Mi frutero está vacío y se enfrió el café con leche que me preparé. Es el mismo que tanto te gustó, y que yo rechacé volvertelo a llevar. No sé por qué lo hice.
No sé por qué una fuerza me detiene cada vez que mis impulsos me quieren llevar a tus brazos, y dormirme embriagada del perfume de tu pelo rizado.

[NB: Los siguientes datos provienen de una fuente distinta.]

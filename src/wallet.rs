// Off-ledger side of the protocol
// A wallet holds one secret key, decrypts what it is entitled to see, and
// builds the witnesses and proofs the ledger asks for. Nothing here touches
// ledger state directly.
use rand::{CryptoRng, RngCore};
use tracing::debug;

use crate::crypto::poseidon::{self, encrypt_amount_with, random_nonce};
use crate::crypto::{decrypt_amount, encrypt, random_scalar, Egct, KeyPair, Pct, Point, SecretKey};
use crate::ledger::{EncryptedAllowance, EncryptedBalance, PublicCredit};
use crate::primitives::{Address, Amount, AssetId, Policy, Result, SwapError};
use crate::swap::Offer;
use crate::zkp::circuits::{
    CancelAllowanceCircuit, CancelAllowanceWitness, ConfidentialApproveCircuit, ConfidentialApproveWitness,
    ConfidentialTransferFromCircuit, ConfidentialTransferFromWitness, OfferAcceptanceCircuit,
    OfferAcceptanceWitness, OfferFinalizationCircuit, OfferFinalizationWitness, PublicApproveCircuit,
    PublicApproveWitness,
};
use crate::zkp::{
    CancelAllowanceInputs, CircuitProof, ConfidentialApproveInputs, ConfidentialTransferFromInputs,
    OfferAcceptanceInputs, OfferFinalizationInputs, Prover, ProvingBackend, PublicApproveInputs,
};

/// Default discrete-log search bound for decrypting ciphertexts
pub const DEFAULT_DLOG_BOUND: u64 = 1 << 24;

/// Largest bound whose baby-step table (2^20 points) fits comfortably in memory
pub const MAX_DLOG_BOUND: u64 = 1 << 40;

/// `amount_to_buy / rate` when it divides exactly, else `None`
pub fn exact_sell_amount(amount_to_buy: Amount, rate: u128) -> Option<Amount> {
    if rate == 0 {
        return None;
    }
    let scaled = amount_to_buy.checked_mul(Policy::PRECISION)?;
    (scaled % rate == 0).then(|| scaled / rate)
}

/// Ciphertext and PCT for a plaintext-amount credit to `receiver_pk`
pub fn public_credit<R: RngCore + CryptoRng>(rng: &mut R, receiver_pk: &Point, amount: Amount) -> PublicCredit {
    let randomness = random_scalar(rng);
    let (pct, _) = poseidon::encrypt_amount(receiver_pk, amount, rng);
    PublicCredit {
        ciphertext: encrypt(receiver_pk, amount, &randomness),
        randomness,
        pct,
    }
}

pub struct Wallet<B> {
    keys: KeyPair,
    prover: Prover<B>,
    dlog_bound: u64,
}

impl<B: ProvingBackend> Wallet<B> {
    pub fn new(keys: KeyPair, backend: B) -> Self {
        Self {
            keys,
            prover: Prover::new(backend),
            dlog_bound: DEFAULT_DLOG_BOUND,
        }
    }

    pub fn with_dlog_bound(mut self, bound: u64) -> Self {
        self.dlog_bound = bound.min(MAX_DLOG_BOUND);
        self
    }

    pub fn public_key(&self) -> Point {
        self.keys.public_key
    }

    fn secret_key(&self) -> &SecretKey {
        &self.keys.secret_key
    }

    // Decryption

    pub fn decrypt(&self, ct: &Egct) -> Result<Amount> {
        decrypt_amount(self.secret_key(), ct, self.dlog_bound)
            .map(Amount::from)
            .ok_or_else(|| SwapError::Crypto(format!("plaintext outside search bound {}", self.dlog_bound)))
    }

    pub fn decrypt_balance(&self, balance: &EncryptedBalance) -> Result<Amount> {
        self.decrypt(&balance.egct)
    }

    pub fn decrypt_pct(&self, pct: &Pct) -> Result<Amount> {
        Ok(poseidon::decrypt_amount(self.secret_key(), pct)?)
    }

    // Allowance proofs

    #[allow(clippy::too_many_arguments)]
    pub fn prove_confidential_approve<R: RngCore + CryptoRng>(
        &self,
        rng: &mut R,
        spender_pk: &Point,
        auditor_pk: &Point,
        balance: &EncryptedBalance,
        amount: Amount,
        allowance_nonce: u64,
        asset: AssetId,
    ) -> Result<CircuitProof<ConfidentialApproveInputs>> {
        let owner_balance = self.decrypt_balance(balance)?;
        let allowance_randomness = random_scalar(rng);
        let spender_pct_randomness = random_scalar(rng);
        let auditor_pct_randomness = random_scalar(rng);

        let inputs = ConfidentialApproveInputs {
            owner_pk: self.public_key(),
            spender_pk: *spender_pk,
            auditor_pk: *auditor_pk,
            owner_balance: balance.egct,
            allowance: encrypt(spender_pk, amount, &allowance_randomness),
            spender_pct: encrypt_amount_with(spender_pk, amount, &spender_pct_randomness, random_nonce(rng)),
            auditor_pct: encrypt_amount_with(auditor_pk, amount, &auditor_pct_randomness, random_nonce(rng)),
            allowance_nonce,
            asset,
        };
        let witness = ConfidentialApproveWitness {
            amount,
            owner_sk: *self.secret_key(),
            owner_balance,
            allowance_randomness,
            spender_pct_randomness,
            auditor_pct_randomness,
        };
        debug!("Proving confidential approval of {} on {}", amount, asset);
        Ok(self
            .prover
            .prove(inputs.clone(), ConfidentialApproveCircuit::new(inputs, witness))?)
    }

    pub fn prove_public_approve(
        &self,
        balance: &EncryptedBalance,
        amount: Amount,
        allowance_nonce: u64,
        asset: AssetId,
    ) -> Result<CircuitProof<PublicApproveInputs>> {
        let owner_balance = self.decrypt_balance(balance)?;
        let inputs = PublicApproveInputs {
            owner_pk: self.public_key(),
            owner_balance: balance.egct,
            amount,
            allowance_nonce,
            asset,
        };
        let witness = PublicApproveWitness {
            owner_sk: *self.secret_key(),
            owner_balance,
        };
        Ok(self
            .prover
            .prove(inputs.clone(), PublicApproveCircuit::new(inputs, witness))?)
    }

    /// Spend `amount` out of a confidential allowance this wallet is the
    /// spender of.
    pub fn prove_transfer_from<R: RngCore + CryptoRng>(
        &self,
        rng: &mut R,
        allowance: &EncryptedAllowance,
        receiver_pk: &Point,
        auditor_pk: &Point,
        amount: Amount,
        asset: AssetId,
    ) -> Result<CircuitProof<ConfidentialTransferFromInputs>> {
        let allowance_amount = self.decrypt(&allowance.encrypted_amount)?;
        let new_allowance_randomness = random_scalar(rng);
        let receiver_randomness = random_scalar(rng);
        let receiver_pct_randomness = random_scalar(rng);
        let auditor_pct_randomness = random_scalar(rng);

        // An overspend leaves the circuit unsatisfied and fails below
        let remainder = allowance_amount.saturating_sub(amount);
        let inputs = ConfidentialTransferFromInputs {
            spender_pk: self.public_key(),
            receiver_pk: *receiver_pk,
            auditor_pk: *auditor_pk,
            prior_allowance: allowance.encrypted_amount,
            new_allowance: encrypt(&self.public_key(), remainder, &new_allowance_randomness),
            receiver_amount: encrypt(receiver_pk, amount, &receiver_randomness),
            receiver_pct: encrypt_amount_with(receiver_pk, amount, &receiver_pct_randomness, random_nonce(rng)),
            auditor_pct: encrypt_amount_with(auditor_pk, amount, &auditor_pct_randomness, random_nonce(rng)),
            allowance_nonce: allowance.nonce,
            asset,
        };
        let witness = ConfidentialTransferFromWitness {
            transfer_amount: amount,
            allowance_amount,
            spender_sk: *self.secret_key(),
            new_allowance_randomness,
            receiver_randomness,
            receiver_pct_randomness,
            auditor_pct_randomness,
        };
        debug!("Proving transfer of {} out of allowance on {}", amount, asset);
        Ok(self
            .prover
            .prove(inputs.clone(), ConfidentialTransferFromCircuit::new(inputs, witness))?)
    }

    pub fn prove_cancel_allowance(
        &self,
        allowance: &EncryptedAllowance,
        spender: Address,
    ) -> Result<CircuitProof<CancelAllowanceInputs>> {
        let inputs = CancelAllowanceInputs {
            owner_pk: self.public_key(),
            allowance: allowance.encrypted_amount,
            allowance_nonce: allowance.nonce,
            spender,
        };
        let witness = CancelAllowanceWitness {
            owner_sk: *self.secret_key(),
        };
        Ok(self
            .prover
            .prove(inputs.clone(), CancelAllowanceCircuit::new(inputs, witness))?)
    }

    // Offer proofs

    /// Commit to buying `amount_to_buy`, encrypted so only the initiator
    /// can read it.
    pub fn prove_acceptance<R: RngCore + CryptoRng>(
        &self,
        rng: &mut R,
        offer: &Offer,
        initiator_pk: &Point,
        amount_to_buy: Amount,
    ) -> Result<CircuitProof<OfferAcceptanceInputs>> {
        let randomness = random_scalar(rng);
        let inputs = OfferAcceptanceInputs {
            acceptor_pk: self.public_key(),
            initiator_pk: *initiator_pk,
            amount_to_buy: encrypt(initiator_pk, amount_to_buy, &randomness),
            max_amount_to_sell: offer.max_amount_to_sell,
            rate: offer.rate,
        };
        let witness = OfferAcceptanceWitness {
            amount_to_buy,
            acceptor_sk: *self.secret_key(),
            randomness,
        };
        debug!("Proving acceptance of offer {}", offer.id);
        Ok(self
            .prover
            .prove(inputs.clone(), OfferAcceptanceCircuit::new(inputs, witness))?)
    }

    /// Read the acceptor's committed buy amount off an accepted offer
    pub fn read_amount_to_buy(&self, offer: &Offer) -> Result<Amount> {
        let commitment = offer
            .amount_to_buy()
            .ok_or_else(|| SwapError::InvalidInput(format!("offer {} has no buy commitment", offer.id)))?;
        self.decrypt(&commitment)
    }

    /// Prove `sell_amount` matches the committed buy amount at the offer rate
    pub fn prove_finalization<R: RngCore + CryptoRng>(
        &self,
        rng: &mut R,
        offer: &Offer,
        acceptor_pk: &Point,
        sell_amount: Amount,
    ) -> Result<CircuitProof<OfferFinalizationInputs>> {
        let amount_to_buy_ct = offer
            .amount_to_buy()
            .ok_or_else(|| SwapError::InvalidInput(format!("offer {} has no buy commitment", offer.id)))?;
        let amount_to_buy = self.decrypt(&amount_to_buy_ct)?;
        let randomness = random_scalar(rng);

        let inputs = OfferFinalizationInputs {
            initiator_pk: self.public_key(),
            acceptor_pk: *acceptor_pk,
            amount_to_buy: amount_to_buy_ct,
            sell_amount: encrypt(acceptor_pk, sell_amount, &randomness),
            rate: offer.rate,
        };
        let witness = OfferFinalizationWitness {
            amount_to_buy,
            sell_amount,
            initiator_sk: *self.secret_key(),
            randomness,
        };
        debug!("Proving finalization of offer {} (buy {}, sell {})", offer.id, amount_to_buy, sell_amount);
        Ok(self
            .prover
            .prove(inputs.clone(), OfferFinalizationCircuit::new(inputs, witness))?)
    }
}

#[cfg(test)]
mod tests {
    use super::*;
    use crate::swap::OfferTerms;
    use crate::zkp::mock_backend::TranscriptBackend;
    use crate::test_helpers::test_rng;

    fn offer(max: Amount, rate: u128) -> Offer {
        Offer::new(
            1,
            Address::from_label("initiator"),
            OfferTerms {
                asset_buy: Address::from_label("usd"),
                asset_sell: Address::from_label("eur"),
                rate,
                max_amount_to_sell: max,
                min_amount_to_sell: 0,
                expires_at: None,
                approval: Vec::new(),
            },
        )
    }

    #[test]
    fn test_exact_sell_amount() {
        let rate = 3 * Policy::PRECISION;
        assert_eq!(exact_sell_amount(300, rate), Some(100));
        assert_eq!(exact_sell_amount(301, rate), None);
        assert_eq!(exact_sell_amount(1, 0), None);
        assert_eq!(exact_sell_amount(u128::MAX, 1), None);
    }

    #[test]
    fn test_dlog_bound_is_capped() {
        let wallet = Wallet::new(KeyPair::generate(&mut test_rng()), TranscriptBackend).with_dlog_bound(u64::MAX);
        assert_eq!(wallet.dlog_bound, MAX_DLOG_BOUND);
    }

    #[test]
    fn test_acceptance_over_maximum_fails_locally() {
        let mut rng = test_rng();
        let initiator = KeyPair::generate(&mut rng);
        let wallet = Wallet::new(KeyPair::generate(&mut rng), TranscriptBackend);

        let offer = offer(500, 3 * Policy::PRECISION);
        assert!(wallet.prove_acceptance(&mut rng, &offer, &initiator.public_key, 300).is_ok());
        assert!(matches!(
            wallet.prove_acceptance(&mut rng, &offer, &initiator.public_key, 600),
            Err(SwapError::InvalidInput(_))
        ));
    }

    #[test]
    fn test_finalization_needs_exact_rate() {
        let mut rng = test_rng();
        let initiator = Wallet::new(KeyPair::generate(&mut rng), TranscriptBackend);
        let acceptor = Wallet::new(KeyPair::generate(&mut rng), TranscriptBackend);

        let mut offer = offer(500, 3 * Policy::PRECISION);
        let acceptance = acceptor
            .prove_acceptance(&mut rng, &offer, &initiator.public_key(), 300)
            .unwrap();
        offer.accept(Address::from_label("acceptor"), &acceptance.inputs.amount_to_buy, Vec::new());

        assert_eq!(initiator.read_amount_to_buy(&offer).unwrap(), 300);
        assert!(initiator
            .prove_finalization(&mut rng, &offer, &acceptor.public_key(), 100)
            .is_ok());
        assert!(matches!(
            initiator.prove_finalization(&mut rng, &offer, &acceptor.public_key(), 200),
            Err(SwapError::InvalidInput(_))
        ));
    }

    #[test]
    fn test_public_credit_opens() {
        let mut rng = test_rng();
        let receiver = KeyPair::generate(&mut rng);
        let wallet = Wallet::new(receiver.clone(), TranscriptBackend);

        let credit = public_credit(&mut rng, &receiver.public_key, 42);
        assert!(credit.opens_to(&receiver.public_key, 42));
        assert!(!credit.opens_to(&receiver.public_key, 43));
        assert_eq!(wallet.decrypt(&credit.ciphertext).unwrap(), 42);
        assert_eq!(wallet.decrypt_pct(&credit.pct).unwrap(), 42);
    }
}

Hoy, sentada en ésta enorme mesa de vidrio y cedro, viendo mi reflejo demacrado, decir que te extraño es poco.
Te añoro, te anhelo. Deseo tanto tu presencia junto a mí que me hace perder la cabeza.
Pensé que alejándome estaría mejor, pero ya es muy tarde.
Mis lágrimas silenciosas se preguntan si tambien me extrañarás, pero mi mente, ya demasiado enferma, me sugiere que ni siquiera piensas en mí. Quedé en el olvido y mis huellas por fin se borraron de tu balcón. Tus ganas de mí ahora le pertenecen a otra, o tal vez a nadie.
Llego a la misma conclusión de siempre: el abandono de mi padre.
Quiero gritarte que te extraño, y abrazarte por horas, hasta fusionarme contigo y desaparecer en tu cuerpo. Gritar que no puedo estar sin ti, que te necesito. Pero mi boca permanece cerrada. Mis ojos resecos de tanto ver la pantalla, esperando que respondas mis breves mensajes, que no dan mucho a entender de todo lo que pesa sobre mis hombros, pero tu silencio es más crudo que la frialdad de mis textos.
Decir que te extraño es poco. Decir que te quiero es poco. Decir que te necesito, es menos.